> [Task statement]
Below is a listing. Set down exactly the lines from the one containing "use std::ptr;" through the one containing "of virtual device types this device supports.", both ends included, and leave out the rest.
[Start of section]
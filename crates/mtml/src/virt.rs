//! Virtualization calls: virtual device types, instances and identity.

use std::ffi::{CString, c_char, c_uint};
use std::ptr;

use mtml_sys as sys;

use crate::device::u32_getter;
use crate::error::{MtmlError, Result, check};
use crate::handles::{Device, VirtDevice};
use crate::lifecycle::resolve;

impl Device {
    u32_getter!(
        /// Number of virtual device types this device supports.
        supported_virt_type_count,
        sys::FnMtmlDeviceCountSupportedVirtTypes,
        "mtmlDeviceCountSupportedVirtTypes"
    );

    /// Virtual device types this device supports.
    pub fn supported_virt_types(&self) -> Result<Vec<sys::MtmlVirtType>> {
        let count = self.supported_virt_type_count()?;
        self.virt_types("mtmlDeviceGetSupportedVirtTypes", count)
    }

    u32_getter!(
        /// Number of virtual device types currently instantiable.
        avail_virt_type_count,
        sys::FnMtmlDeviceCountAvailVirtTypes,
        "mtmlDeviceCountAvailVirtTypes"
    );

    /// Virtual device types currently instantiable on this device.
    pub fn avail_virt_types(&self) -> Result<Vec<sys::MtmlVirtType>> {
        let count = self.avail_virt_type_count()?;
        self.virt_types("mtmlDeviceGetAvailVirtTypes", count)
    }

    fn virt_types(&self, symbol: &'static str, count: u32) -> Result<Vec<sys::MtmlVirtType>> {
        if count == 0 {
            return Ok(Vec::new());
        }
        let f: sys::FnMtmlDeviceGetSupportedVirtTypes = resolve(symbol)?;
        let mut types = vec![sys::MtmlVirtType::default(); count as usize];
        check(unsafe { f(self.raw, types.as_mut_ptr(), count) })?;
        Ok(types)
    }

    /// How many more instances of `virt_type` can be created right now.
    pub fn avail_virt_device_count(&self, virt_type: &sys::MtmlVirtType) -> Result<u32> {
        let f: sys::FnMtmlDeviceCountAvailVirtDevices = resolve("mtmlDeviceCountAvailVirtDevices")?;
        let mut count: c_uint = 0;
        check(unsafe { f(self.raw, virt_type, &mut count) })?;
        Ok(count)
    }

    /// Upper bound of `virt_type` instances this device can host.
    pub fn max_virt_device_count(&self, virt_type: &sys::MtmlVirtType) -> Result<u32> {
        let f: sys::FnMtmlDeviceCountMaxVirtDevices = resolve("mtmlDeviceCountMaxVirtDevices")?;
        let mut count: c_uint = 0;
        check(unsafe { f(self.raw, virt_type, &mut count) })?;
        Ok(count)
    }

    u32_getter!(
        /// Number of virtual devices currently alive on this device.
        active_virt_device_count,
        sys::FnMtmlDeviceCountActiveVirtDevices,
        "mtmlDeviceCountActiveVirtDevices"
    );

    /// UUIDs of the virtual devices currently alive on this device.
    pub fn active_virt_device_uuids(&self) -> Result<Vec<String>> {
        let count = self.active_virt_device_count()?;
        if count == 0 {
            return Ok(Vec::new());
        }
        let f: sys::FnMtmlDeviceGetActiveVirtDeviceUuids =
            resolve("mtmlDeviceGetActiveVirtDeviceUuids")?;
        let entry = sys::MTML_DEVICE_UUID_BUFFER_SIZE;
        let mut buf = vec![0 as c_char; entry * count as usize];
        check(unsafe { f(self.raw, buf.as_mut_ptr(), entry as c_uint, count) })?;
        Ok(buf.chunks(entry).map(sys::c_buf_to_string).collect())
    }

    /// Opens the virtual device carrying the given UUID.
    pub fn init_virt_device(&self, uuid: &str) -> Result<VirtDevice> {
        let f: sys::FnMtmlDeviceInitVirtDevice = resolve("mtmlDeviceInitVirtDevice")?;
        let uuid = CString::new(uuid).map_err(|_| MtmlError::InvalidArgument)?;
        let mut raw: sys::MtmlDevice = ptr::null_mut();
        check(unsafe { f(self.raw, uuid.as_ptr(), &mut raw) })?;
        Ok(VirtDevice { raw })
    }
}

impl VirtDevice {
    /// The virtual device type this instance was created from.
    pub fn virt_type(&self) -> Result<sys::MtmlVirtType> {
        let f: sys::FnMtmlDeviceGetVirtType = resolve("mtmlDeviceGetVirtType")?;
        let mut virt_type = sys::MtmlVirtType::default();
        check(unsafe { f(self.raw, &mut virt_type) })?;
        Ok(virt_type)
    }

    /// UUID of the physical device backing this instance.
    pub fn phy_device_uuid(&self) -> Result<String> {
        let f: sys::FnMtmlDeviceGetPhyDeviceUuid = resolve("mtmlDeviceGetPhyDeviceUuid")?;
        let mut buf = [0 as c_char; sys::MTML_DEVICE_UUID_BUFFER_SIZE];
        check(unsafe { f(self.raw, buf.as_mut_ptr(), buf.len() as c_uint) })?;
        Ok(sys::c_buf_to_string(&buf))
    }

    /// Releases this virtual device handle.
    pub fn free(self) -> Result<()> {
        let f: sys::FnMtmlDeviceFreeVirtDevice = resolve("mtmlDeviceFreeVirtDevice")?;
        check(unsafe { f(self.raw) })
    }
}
[End of section]
[Start of section]
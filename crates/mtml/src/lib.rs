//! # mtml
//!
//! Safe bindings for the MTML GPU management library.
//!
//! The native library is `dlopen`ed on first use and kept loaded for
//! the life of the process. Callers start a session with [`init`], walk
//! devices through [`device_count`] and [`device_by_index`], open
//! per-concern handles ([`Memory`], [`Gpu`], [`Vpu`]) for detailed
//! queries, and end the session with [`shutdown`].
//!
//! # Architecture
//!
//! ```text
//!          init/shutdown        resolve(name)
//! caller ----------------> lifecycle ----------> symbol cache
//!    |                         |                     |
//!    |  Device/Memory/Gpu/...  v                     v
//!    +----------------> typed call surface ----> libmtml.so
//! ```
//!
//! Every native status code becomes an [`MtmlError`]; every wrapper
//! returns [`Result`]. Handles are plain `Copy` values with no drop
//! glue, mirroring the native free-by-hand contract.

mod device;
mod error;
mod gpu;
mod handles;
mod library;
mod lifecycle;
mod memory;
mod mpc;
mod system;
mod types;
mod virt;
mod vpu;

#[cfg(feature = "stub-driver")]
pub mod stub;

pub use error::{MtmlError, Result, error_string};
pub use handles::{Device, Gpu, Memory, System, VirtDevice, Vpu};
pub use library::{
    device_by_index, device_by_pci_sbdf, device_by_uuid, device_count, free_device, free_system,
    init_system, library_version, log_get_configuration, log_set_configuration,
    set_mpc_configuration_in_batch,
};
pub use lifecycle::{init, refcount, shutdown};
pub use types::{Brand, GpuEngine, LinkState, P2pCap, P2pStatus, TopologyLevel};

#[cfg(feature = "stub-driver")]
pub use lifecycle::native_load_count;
[End of section]
[Start of section]
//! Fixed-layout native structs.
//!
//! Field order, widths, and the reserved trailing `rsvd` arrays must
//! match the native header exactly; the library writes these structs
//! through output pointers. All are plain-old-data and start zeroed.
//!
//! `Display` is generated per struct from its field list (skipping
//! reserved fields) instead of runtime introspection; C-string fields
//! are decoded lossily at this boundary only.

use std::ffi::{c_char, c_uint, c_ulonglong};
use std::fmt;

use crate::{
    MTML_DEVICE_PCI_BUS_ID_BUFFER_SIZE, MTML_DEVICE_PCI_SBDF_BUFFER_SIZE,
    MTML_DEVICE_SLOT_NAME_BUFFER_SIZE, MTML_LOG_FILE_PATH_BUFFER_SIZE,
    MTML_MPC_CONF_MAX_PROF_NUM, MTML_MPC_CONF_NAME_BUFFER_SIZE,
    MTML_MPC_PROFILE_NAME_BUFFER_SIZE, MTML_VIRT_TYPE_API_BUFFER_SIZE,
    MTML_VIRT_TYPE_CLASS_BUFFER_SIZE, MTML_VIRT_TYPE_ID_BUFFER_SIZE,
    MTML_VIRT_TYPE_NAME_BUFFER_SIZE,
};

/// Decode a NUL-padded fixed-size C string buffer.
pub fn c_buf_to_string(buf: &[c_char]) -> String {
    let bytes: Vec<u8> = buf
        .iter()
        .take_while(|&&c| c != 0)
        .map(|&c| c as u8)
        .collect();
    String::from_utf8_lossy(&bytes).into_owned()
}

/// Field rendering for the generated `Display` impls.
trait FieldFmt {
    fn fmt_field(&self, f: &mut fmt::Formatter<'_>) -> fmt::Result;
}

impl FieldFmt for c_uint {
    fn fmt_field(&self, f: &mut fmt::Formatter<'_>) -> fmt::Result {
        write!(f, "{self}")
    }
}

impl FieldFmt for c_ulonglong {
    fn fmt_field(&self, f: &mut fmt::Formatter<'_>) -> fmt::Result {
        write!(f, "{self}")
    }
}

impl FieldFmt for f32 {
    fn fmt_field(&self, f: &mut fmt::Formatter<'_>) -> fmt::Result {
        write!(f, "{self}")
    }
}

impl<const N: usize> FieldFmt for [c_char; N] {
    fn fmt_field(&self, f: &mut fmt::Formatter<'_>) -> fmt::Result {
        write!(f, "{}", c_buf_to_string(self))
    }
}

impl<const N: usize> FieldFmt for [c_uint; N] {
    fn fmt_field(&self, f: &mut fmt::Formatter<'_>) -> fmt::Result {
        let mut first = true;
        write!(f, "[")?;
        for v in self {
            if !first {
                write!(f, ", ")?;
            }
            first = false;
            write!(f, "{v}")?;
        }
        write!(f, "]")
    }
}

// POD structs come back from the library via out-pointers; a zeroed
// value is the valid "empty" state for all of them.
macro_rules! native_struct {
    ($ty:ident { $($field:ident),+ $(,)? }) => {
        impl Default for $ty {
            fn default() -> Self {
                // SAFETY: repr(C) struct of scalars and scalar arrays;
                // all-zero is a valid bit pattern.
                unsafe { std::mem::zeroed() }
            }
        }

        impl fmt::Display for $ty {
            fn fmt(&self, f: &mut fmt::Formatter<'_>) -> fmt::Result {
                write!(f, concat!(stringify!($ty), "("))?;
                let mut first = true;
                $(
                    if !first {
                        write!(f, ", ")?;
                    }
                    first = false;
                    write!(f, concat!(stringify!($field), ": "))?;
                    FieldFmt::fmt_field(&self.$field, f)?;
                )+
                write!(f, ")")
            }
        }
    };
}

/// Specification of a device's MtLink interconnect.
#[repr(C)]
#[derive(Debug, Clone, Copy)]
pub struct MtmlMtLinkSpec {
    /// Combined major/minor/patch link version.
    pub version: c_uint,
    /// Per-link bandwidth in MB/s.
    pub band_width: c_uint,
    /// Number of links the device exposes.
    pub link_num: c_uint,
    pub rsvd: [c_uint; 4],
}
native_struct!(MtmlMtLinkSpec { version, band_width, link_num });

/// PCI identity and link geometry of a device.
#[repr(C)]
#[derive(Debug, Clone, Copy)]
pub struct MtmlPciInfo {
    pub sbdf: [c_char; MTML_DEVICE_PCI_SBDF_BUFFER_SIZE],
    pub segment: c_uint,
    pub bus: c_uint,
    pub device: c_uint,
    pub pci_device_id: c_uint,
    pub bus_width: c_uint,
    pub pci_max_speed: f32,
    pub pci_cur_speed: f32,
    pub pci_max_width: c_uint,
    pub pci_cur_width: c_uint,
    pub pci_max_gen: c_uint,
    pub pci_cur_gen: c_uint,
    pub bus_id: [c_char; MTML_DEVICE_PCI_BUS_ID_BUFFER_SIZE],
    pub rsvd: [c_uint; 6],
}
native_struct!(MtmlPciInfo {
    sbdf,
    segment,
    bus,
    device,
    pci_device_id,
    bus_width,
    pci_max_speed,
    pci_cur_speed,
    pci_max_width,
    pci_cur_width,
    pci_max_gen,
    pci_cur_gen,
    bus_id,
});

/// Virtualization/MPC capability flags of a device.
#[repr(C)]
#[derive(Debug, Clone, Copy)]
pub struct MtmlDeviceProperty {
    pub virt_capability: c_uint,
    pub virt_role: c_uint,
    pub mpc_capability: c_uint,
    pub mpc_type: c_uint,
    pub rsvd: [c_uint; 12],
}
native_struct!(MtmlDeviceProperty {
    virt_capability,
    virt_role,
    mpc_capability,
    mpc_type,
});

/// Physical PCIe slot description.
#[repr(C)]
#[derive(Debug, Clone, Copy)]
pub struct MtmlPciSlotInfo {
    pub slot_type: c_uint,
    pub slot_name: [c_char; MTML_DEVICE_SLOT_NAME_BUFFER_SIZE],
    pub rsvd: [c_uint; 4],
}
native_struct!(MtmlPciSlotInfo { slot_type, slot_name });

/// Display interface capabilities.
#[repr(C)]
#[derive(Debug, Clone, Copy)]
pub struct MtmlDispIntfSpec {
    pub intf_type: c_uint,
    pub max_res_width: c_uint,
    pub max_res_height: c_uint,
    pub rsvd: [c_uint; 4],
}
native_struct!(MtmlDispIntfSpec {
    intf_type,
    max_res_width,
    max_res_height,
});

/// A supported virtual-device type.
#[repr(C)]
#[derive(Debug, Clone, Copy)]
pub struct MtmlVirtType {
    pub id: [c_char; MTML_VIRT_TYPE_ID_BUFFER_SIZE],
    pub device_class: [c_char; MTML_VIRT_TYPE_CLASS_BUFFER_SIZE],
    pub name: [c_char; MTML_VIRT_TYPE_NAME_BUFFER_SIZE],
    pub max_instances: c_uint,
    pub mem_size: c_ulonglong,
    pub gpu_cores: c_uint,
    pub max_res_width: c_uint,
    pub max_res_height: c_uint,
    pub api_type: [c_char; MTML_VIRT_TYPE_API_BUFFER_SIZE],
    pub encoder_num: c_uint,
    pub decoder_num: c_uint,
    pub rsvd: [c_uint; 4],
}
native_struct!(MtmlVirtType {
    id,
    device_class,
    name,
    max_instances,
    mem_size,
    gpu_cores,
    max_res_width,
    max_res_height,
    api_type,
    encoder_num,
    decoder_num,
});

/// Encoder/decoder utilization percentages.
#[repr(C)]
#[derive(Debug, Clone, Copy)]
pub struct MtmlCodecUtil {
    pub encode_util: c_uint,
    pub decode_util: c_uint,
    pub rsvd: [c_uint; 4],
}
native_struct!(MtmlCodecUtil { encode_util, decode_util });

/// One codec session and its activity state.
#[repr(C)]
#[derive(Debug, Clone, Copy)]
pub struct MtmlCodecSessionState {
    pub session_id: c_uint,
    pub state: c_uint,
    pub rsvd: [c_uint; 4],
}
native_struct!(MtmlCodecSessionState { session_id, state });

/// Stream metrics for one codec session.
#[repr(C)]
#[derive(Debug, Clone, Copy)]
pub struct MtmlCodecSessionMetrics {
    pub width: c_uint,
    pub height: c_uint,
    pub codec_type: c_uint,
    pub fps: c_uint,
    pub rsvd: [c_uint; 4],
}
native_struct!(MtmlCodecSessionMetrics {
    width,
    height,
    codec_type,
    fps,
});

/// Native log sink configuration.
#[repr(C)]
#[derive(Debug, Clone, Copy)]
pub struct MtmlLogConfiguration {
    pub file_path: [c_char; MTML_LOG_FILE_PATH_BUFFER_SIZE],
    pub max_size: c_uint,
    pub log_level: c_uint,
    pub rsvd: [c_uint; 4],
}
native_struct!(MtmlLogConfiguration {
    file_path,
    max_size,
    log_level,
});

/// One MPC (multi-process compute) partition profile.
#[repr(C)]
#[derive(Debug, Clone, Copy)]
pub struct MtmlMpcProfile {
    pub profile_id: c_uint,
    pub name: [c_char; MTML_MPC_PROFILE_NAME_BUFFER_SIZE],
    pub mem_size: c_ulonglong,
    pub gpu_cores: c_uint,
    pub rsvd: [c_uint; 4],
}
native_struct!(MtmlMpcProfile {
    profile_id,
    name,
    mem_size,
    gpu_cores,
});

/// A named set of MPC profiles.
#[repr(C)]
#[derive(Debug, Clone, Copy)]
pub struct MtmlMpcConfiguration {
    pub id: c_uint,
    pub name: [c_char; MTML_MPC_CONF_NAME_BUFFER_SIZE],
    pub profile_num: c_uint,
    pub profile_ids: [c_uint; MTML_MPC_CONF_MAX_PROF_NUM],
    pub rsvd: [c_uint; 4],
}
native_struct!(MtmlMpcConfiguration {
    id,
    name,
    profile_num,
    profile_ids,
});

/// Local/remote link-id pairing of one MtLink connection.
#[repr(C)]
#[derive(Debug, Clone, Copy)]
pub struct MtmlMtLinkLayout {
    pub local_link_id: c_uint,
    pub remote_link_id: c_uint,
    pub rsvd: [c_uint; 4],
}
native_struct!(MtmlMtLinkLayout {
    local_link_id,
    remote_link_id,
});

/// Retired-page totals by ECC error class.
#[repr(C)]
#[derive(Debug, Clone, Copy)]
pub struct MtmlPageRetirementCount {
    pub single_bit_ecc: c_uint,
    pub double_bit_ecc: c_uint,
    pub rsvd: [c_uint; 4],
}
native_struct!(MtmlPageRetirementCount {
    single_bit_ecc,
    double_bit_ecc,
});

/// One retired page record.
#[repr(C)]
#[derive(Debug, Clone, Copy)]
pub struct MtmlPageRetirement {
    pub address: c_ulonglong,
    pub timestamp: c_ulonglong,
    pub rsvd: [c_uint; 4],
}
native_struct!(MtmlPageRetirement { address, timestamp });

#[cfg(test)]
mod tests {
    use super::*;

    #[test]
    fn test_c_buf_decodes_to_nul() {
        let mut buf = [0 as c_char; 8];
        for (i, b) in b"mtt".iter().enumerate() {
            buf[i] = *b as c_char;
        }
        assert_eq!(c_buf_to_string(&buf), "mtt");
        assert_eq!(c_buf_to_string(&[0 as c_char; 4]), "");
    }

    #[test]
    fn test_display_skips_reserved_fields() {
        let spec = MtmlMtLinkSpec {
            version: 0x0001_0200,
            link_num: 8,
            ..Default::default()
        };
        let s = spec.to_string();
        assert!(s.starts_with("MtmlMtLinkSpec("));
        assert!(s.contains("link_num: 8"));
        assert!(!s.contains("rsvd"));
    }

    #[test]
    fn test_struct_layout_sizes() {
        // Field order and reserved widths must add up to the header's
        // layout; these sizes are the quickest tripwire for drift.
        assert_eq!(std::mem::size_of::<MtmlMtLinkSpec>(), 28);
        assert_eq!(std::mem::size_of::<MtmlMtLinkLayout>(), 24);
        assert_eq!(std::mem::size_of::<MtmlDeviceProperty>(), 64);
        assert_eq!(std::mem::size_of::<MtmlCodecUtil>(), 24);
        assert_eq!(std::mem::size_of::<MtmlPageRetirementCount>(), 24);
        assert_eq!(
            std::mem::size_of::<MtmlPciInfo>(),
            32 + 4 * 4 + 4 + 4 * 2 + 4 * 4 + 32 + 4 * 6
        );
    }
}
[End of section]
> [Response area]
use std::ptr;

use mtml_sys as sys;

use crate::device::u32_getter;
use crate::error::{MtmlError, Result, check};
use crate::handles::{Device, VirtDevice};
use crate::lifecycle::resolve;

impl Device {
    u32_getter!(
        /// Number of virtual device types this device supports.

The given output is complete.